#### Problem:
Where a line of the records holds the string "written", copy that line.

#### Input material:

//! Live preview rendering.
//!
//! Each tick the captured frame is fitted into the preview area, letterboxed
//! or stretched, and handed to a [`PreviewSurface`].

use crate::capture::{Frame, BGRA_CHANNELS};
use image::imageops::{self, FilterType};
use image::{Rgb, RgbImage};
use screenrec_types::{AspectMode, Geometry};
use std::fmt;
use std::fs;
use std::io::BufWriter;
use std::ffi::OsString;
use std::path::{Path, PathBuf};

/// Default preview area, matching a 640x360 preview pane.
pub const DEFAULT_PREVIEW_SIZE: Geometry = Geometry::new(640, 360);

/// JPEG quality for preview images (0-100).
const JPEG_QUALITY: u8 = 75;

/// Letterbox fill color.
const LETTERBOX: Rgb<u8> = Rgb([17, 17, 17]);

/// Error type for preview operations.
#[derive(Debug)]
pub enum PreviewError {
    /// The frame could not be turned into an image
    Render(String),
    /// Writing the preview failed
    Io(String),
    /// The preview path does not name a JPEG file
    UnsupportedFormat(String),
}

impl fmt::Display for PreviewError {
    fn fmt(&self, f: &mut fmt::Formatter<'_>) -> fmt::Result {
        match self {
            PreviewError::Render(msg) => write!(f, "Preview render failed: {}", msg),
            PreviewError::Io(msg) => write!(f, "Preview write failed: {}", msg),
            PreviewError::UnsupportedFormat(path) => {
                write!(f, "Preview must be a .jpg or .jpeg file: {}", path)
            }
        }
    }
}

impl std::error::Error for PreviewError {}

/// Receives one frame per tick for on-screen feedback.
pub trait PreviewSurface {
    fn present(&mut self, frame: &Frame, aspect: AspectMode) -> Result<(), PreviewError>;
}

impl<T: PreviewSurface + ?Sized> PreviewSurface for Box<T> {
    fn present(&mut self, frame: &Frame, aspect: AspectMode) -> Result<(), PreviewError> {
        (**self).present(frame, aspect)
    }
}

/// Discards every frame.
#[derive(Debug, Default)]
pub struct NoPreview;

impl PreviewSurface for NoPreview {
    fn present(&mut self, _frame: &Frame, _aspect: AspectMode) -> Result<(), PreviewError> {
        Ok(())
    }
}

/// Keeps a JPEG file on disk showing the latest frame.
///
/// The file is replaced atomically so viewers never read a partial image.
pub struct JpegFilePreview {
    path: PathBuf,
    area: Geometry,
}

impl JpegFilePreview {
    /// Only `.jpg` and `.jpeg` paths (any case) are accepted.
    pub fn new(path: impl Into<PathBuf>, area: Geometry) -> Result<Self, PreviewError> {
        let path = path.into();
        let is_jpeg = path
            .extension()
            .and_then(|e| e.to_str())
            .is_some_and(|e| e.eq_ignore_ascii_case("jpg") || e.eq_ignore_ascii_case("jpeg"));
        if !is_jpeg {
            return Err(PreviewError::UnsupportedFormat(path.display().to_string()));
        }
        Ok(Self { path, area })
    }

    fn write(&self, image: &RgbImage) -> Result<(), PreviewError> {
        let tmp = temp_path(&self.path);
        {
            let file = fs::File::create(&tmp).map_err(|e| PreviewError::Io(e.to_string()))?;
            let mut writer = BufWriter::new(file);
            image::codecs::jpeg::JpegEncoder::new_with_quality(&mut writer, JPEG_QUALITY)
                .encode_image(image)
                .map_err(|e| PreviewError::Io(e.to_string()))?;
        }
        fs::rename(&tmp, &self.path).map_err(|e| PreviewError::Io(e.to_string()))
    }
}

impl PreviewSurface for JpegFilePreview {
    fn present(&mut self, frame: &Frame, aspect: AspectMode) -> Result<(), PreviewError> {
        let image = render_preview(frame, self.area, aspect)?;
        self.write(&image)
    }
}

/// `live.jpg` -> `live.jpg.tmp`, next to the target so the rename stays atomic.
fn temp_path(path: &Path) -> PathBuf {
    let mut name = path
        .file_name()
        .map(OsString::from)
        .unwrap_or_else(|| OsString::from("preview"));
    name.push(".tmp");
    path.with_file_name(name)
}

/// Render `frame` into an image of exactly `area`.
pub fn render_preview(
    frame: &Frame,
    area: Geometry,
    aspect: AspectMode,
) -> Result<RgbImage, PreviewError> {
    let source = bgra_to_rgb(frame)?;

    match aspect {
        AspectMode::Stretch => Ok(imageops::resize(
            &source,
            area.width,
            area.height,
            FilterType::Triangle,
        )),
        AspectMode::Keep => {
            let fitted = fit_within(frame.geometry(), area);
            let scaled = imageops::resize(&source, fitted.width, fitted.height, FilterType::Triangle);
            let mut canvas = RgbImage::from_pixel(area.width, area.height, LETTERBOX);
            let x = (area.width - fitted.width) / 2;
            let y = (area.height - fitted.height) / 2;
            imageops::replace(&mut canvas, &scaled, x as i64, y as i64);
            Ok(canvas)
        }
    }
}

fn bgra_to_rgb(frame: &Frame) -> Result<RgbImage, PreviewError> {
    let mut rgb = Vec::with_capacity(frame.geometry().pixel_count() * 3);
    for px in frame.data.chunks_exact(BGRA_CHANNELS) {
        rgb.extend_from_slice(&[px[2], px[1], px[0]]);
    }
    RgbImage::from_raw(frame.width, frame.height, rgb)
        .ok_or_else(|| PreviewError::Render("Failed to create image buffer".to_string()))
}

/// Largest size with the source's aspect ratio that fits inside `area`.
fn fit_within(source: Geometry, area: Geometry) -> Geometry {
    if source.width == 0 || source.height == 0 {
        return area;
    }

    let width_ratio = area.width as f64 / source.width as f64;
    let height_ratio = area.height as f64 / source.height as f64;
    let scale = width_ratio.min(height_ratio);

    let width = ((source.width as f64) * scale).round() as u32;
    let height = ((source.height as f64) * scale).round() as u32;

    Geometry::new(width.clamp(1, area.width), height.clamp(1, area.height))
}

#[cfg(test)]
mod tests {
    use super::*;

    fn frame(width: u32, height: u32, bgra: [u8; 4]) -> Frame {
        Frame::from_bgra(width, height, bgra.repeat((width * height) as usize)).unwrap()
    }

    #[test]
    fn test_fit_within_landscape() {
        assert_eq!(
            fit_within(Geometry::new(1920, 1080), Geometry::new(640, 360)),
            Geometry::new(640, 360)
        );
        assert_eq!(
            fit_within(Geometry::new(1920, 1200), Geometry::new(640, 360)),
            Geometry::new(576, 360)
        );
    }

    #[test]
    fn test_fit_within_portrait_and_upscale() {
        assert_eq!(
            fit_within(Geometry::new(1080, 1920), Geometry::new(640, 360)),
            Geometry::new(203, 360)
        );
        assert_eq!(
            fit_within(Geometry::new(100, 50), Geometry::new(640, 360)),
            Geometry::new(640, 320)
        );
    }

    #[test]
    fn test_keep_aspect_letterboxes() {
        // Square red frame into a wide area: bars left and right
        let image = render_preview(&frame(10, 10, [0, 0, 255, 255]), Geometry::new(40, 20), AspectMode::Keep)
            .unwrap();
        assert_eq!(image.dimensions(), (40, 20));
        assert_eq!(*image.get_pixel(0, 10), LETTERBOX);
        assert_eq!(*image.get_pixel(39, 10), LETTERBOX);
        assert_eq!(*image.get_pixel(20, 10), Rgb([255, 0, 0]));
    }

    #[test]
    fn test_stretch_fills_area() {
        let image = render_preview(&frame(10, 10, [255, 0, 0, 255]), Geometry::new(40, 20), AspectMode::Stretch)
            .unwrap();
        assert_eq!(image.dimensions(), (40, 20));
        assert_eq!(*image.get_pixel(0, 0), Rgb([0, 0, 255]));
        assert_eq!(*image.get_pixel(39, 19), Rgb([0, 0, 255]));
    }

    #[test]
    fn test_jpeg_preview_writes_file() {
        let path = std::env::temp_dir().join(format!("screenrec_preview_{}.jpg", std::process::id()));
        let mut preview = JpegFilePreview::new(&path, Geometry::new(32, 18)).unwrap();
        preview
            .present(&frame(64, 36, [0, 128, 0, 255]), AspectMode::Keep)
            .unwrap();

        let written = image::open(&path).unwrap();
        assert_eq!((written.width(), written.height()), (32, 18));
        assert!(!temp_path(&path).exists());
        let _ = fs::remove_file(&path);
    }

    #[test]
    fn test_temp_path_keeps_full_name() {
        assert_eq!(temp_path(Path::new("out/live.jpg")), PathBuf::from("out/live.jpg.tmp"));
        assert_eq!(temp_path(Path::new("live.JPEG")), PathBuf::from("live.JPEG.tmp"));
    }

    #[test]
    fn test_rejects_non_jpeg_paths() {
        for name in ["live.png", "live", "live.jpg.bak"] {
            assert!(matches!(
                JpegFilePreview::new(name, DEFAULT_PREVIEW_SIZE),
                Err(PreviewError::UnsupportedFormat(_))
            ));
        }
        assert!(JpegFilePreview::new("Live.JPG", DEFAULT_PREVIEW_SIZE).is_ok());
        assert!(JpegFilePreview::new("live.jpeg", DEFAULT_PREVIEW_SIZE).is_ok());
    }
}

#### Task solution:
        let written = image::open(&path).unwrap();
        assert_eq!((written.width(), written.height()), (32, 18));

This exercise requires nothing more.